Boston -- Clash of the Talking Points [incl. Richard Falk]

Lawmakers and other leaders use the horrific events to try to prove points about counter-terrorism policy, immigration reform, even the budget.

A terrorist attack is like a national Rorschach test. Everybody sees in it what they want — usually something that proves a point they’ve been making all along.

Even before the Tsarnaev brothers were identified as the perpetrators of the Boston Marathon bombings, speculation about the unknown attackers fell mostly into two camps: They could be Muslim jihadists, or they could be American anti-tax extremists. Guess which suggestion came from liberals and which from conservatives.

Once real suspects were identified, pundits and public officials appropriated the bombings to support their worldviews, citing it to support positions on U.S. counter-terrorism policy, immigration reform and even the endless battle over the budget.

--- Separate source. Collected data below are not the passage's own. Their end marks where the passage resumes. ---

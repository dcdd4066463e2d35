//! Room registry: the one owner of all room state.
//!
//! `DashMap` keeps lookups for distinct rooms independent; each entry is an
//! `Arc<tokio::sync::Mutex<Room>>` so mutations of one room serialize while
//! other rooms proceed in parallel. Rooms with zero members persist — their
//! action log survives for later rejoining — until explicit deletion.

use std::sync::Arc;

use chrono::{DateTime, Utc};
use dashmap::mapref::entry::Entry;
use dashmap::DashMap;
use tokio::sync::Mutex;

use crate::ids;
use crate::rooms::Room;

pub type SharedRoom = Arc<Mutex<Room>>;

const DEFAULT_ROOM_NAME: &str = "Untitled Room";

/// Metadata returned from room creation.
#[derive(Debug, Clone)]
pub struct RoomSummary {
    pub room_id: String,
    pub name: String,
    pub created_at: DateTime<Utc>,
}

#[derive(Debug, Default)]
pub struct RoomRegistry {
    rooms: DashMap<String, SharedRoom>,
}

impl RoomRegistry {
    pub fn new() -> Self {
        Self::default()
    }

    /// Create a room with a fresh unique id. Retries on the (practically
    /// unreachable) id collision rather than overwriting an existing room.
    pub fn create_room(&self, name: Option<String>) -> RoomSummary {
        let name = name
            .map(|n| n.trim().to_string())
            .filter(|n| !n.is_empty())
            .unwrap_or_else(|| DEFAULT_ROOM_NAME.to_string());

        loop {
            let room_id = ids::room_id();
            match self.rooms.entry(room_id.clone()) {
                Entry::Occupied(_) => continue,
                Entry::Vacant(slot) => {
                    let room = Room::new(room_id.clone(), name.clone());
                    let created_at = room.created_at;
                    slot.insert(Arc::new(Mutex::new(room)));
                    tracing::info!(room_id = %room_id, name = %name, "Room created");
                    return RoomSummary {
                        room_id,
                        name,
                        created_at,
                    };
                }
            }
        }
    }

    /// Look up a room. Cloning the Arc keeps no lock on the map, so slow
    /// work inside one room never blocks lookups of others.
    pub fn get(&self, room_id: &str) -> Option<SharedRoom> {
        self.rooms.get(room_id).map(|entry| entry.value().clone())
    }

    /// Explicit deletion; not exercised by the synchronization core.
    pub fn remove(&self, room_id: &str) -> bool {
        self.rooms.remove(room_id).is_some()
    }

    pub fn len(&self) -> usize {
        self.rooms.len()
    }

    pub fn is_empty(&self) -> bool {
        self.rooms.is_empty()
    }
}
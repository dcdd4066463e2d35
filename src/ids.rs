//! Prefixed identifier generation.
//!
//! Ids look like `room_m4k2x1_9f3c...`: an optional prefix, the current
//! unix-millis timestamp in base36, and 128 random bits in hex. Sortable
//! by creation time and unique for all practical purposes; collisions are
//! still handled by the room registry's retry loop.

use chrono::Utc;
use rand::Rng;

const BASE36: &[u8; 36] = b"0123456789abcdefghijklmnopqrstuvwxyz";

fn to_base36(mut n: u64) -> String {
    if n == 0 {
        return "0".to_string();
    }
    let mut digits = Vec::new();
    while n > 0 {
        digits.push(BASE36[(n % 36) as usize]);
        n /= 36;
    }
    digits.reverse();
    String::from_utf8(digits).unwrap_or_default()
}

/// Generate an id with the given prefix (empty prefix allowed).
pub fn generate_id(prefix: &str) -> String {
    let random: u128 = rand::rng().random();
    let timestamp = to_base36(Utc::now().timestamp_millis().max(0) as u64);
    if prefix.is_empty() {
        format!("{}_{:032x}", timestamp, random)
    } else {
        format!("{}_{}_{:032x}", prefix, timestamp, random)
    }
}

pub fn room_id() -> String {
    generate_id("room")
}

pub fn user_id() -> String {
    generate_id("user")
}

pub fn connection_id() -> String {
    generate_id("conn")
}

pub fn message_id() -> String {
    generate_id("msg")
}

pub fn log_id() -> String {
    generate_id("log")
}

pub fn recording_id() -> String {
    generate_id("rec")
}

pub fn login_id() -> String {
    generate_id("login")
}

#[cfg(test)]
mod tests {
    use super::*;

    #[test]
    fn ids_carry_prefix() {
        assert!(room_id().starts_with("room_"));
        assert!(message_id().starts_with("msg_"));
        assert!(recording_id().starts_with("rec_"));
    }

    #[test]
    fn ids_are_unique() {
        let a = generate_id("x");
        let b = generate_id("x");
        assert_ne!(a, b);
    }

    #[test]
    fn generated_room_ids_pass_validation() {
        assert!(crate::validate::validate_room_id(&room_id()));
    }

    #[test]
    fn base36_round_values() {
        assert_eq!(to_base36(0), "0");
        assert_eq!(to_base36(35), "z");
        assert_eq!(to_base36(36), "10");
    }
}
//! Active-user roster for one room.
//!
//! Joins are idempotent per userId: a second join with the same userId
//! replaces the existing entry, rebinding the connection handle. Leaving
//! when absent is a no-op. Disconnect and explicit leave are equivalent.

use chrono::{DateTime, Utc};
use serde::Serialize;

use crate::ws::ConnectionSender;

/// Live participation of one user in one room, bound to the originating
/// WebSocket connection.
#[derive(Debug, Clone)]
pub struct Member {
    pub user_id: String,
    pub username: String,
    pub joined_at: DateTime<Utc>,
    pub connection_id: String,
    pub sender: ConnectionSender,
}

/// Wire shape for the `users-updated` roster broadcast.
#[derive(Debug, Clone, Serialize)]
pub struct RosterEntry {
    #[serde(rename = "userId")]
    pub user_id: String,
    pub username: String,
}

#[derive(Debug, Default)]
pub struct Roster {
    members: Vec<Member>,
}

impl Roster {
    pub fn new() -> Self {
        Self::default()
    }

    /// Add a member, replacing any existing entry with the same userId
    /// (auto-rejoin / connection rebinding). Returns true if the user was
    /// not previously present.
    pub fn join(&mut self, member: Member) -> bool {
        let before = self.members.len();
        self.members.retain(|m| m.user_id != member.user_id);
        let newly_added = self.members.len() == before;
        self.members.push(member);
        newly_added
    }

    /// Remove the member with the given userId, but only while it is still
    /// bound to `connection_id` — a stale connection's disconnect must not
    /// evict a fresh rebinding. Returns true if an entry was removed.
    pub fn leave_connection(&mut self, user_id: &str, connection_id: &str) -> bool {
        let before = self.members.len();
        self.members
            .retain(|m| !(m.user_id == user_id && m.connection_id == connection_id));
        self.members.len() < before
    }

    pub fn members(&self) -> &[Member] {
        &self.members
    }

    pub fn len(&self) -> usize {
        self.members.len()
    }

    pub fn is_empty(&self) -> bool {
        self.members.is_empty()
    }

    /// Full roster snapshot, broadcast to all members on every change.
    pub fn snapshot(&self) -> Vec<RosterEntry> {
        self.members
            .iter()
            .map(|m| RosterEntry {
                user_id: m.user_id.clone(),
                username: m.username.clone(),
            })
            .collect()
    }
}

From the right, for example, came a familiar refrain: The attacks in Boston show that the Obama administration isn’t serious about fighting terrorism. “How is this a victory for traditional law enforcement?” demanded John Yoo, the UC Berkeley law professor who wrote the legal opinions known as the “torture memos” in the George W. Bush administration. “Law enforcement alone means the nation lies vulnerable to attacks on soft targets and must expend enormous resources to catch the killers afterwards. A preemptive strategy based on intelligence and the use of force overseas seeks to prevent such attacks further from our shores. That option should be preferred by everyone compared to what we’ve seen in Boston these last five days.”

Professor Yoo must not have noticed the thousands of drone strikes President Obama has ordered against suspected terrorists in Pakistan and Yemen. Whatever the deficiencies of Obama’s counter-terrorism policy, “law enforcement alone” doesn’t come close to describing it.

From the far reaches of the left came an equally disconnected complaint: The Boston bombings, Princeton University’s Richard Falk suggested, were a form of “resistance” to what he called “the American global domination project.” Never mind that neither Tsarnaev brother had any known views on U.S. foreign policy at all.

In Congress, members took Dzhokhar Tsarnaev’s arrest as an opportunity to rehash a debate over whether alleged terrorists should be held as civilians or detained as “enemy combatants” under the laws of war.

Several Republicans, led by Sen. Lindsey Graham of South Carolina, denounced the administration for failing to put Tsarnaev in military detention — even though, under a law Graham supported, that measure is reserved for members of Al Qaeda, the Afghan Taliban or allied organizations, and no evidence indicates Tsarnaev was part of any of those groups.

On the other side of that debate, along with the usual liberal suspects, was another Republican, the libertarian Sen. Rand Paul of Kentucky. “I think we can still preserve the Bill of Rights,” he said. “I see no reason why our Constitution is not strong enough to convict this young man with a jury trial.”

But Paul had another point he wanted to make: The bombings, he said, bolstered his view that Congress should move slowly on immigration reform. “We should not proceed until we understand the specific failures of our immigration system,” he argued (right before he misidentified where the brothers came from). “Why did the current system allow two individuals to immigrate to the United States from the Chechen Republic in Russia, an area known as a hotbed of Islamic extremism, who then committed acts of terrorism?”

But to those who want to move fast on an immigration bill, the bombings were another reason to speed up. “Immigration reform will make us safer,” said Sen. Richard J. Durbin (D-Ill.), arguing that bringing illegal immigrants out of the shadows might encourage them to cooperate with law enforcement.

Both points seemed only tangentially connected to the circumstances of the Boston case. But that didn’t stop the point-scoring for a moment.

For Graham and others, Boston was all about an “intelligence failure,” although it wasn’t clear exactly where the failure was. For New York Mayor Michael R. Bloomberg, the lesson was that mayors and police chiefs need more powers on the ground. “Our laws and our interpretation of the Constitution, I think, have to change,” he said. And for House Democratic Whip Steny H. Hoyer (D-Md.), it was a lesson in the dangers of the current federal budget sequester — one of many reasons, he said, to avoid “cutting the highest priorities and the lowest priorities by essentially the same percentage.”

What did all these debating points have in common? Insufficient information.

Were the Tsarnaevs acting at the behest of foreign terrorists? Did they deceive the U.S. immigration system? Could their intentions have been detected ahead of time by a more vigilant FBI? And did we lose anything by reading Dzhokhar Tsarnaev his Miranda rights on Monday?

We don’t know yet. We could always wait to find out. But for anyone with a cause to push, a talking point is a terrible thing to waste.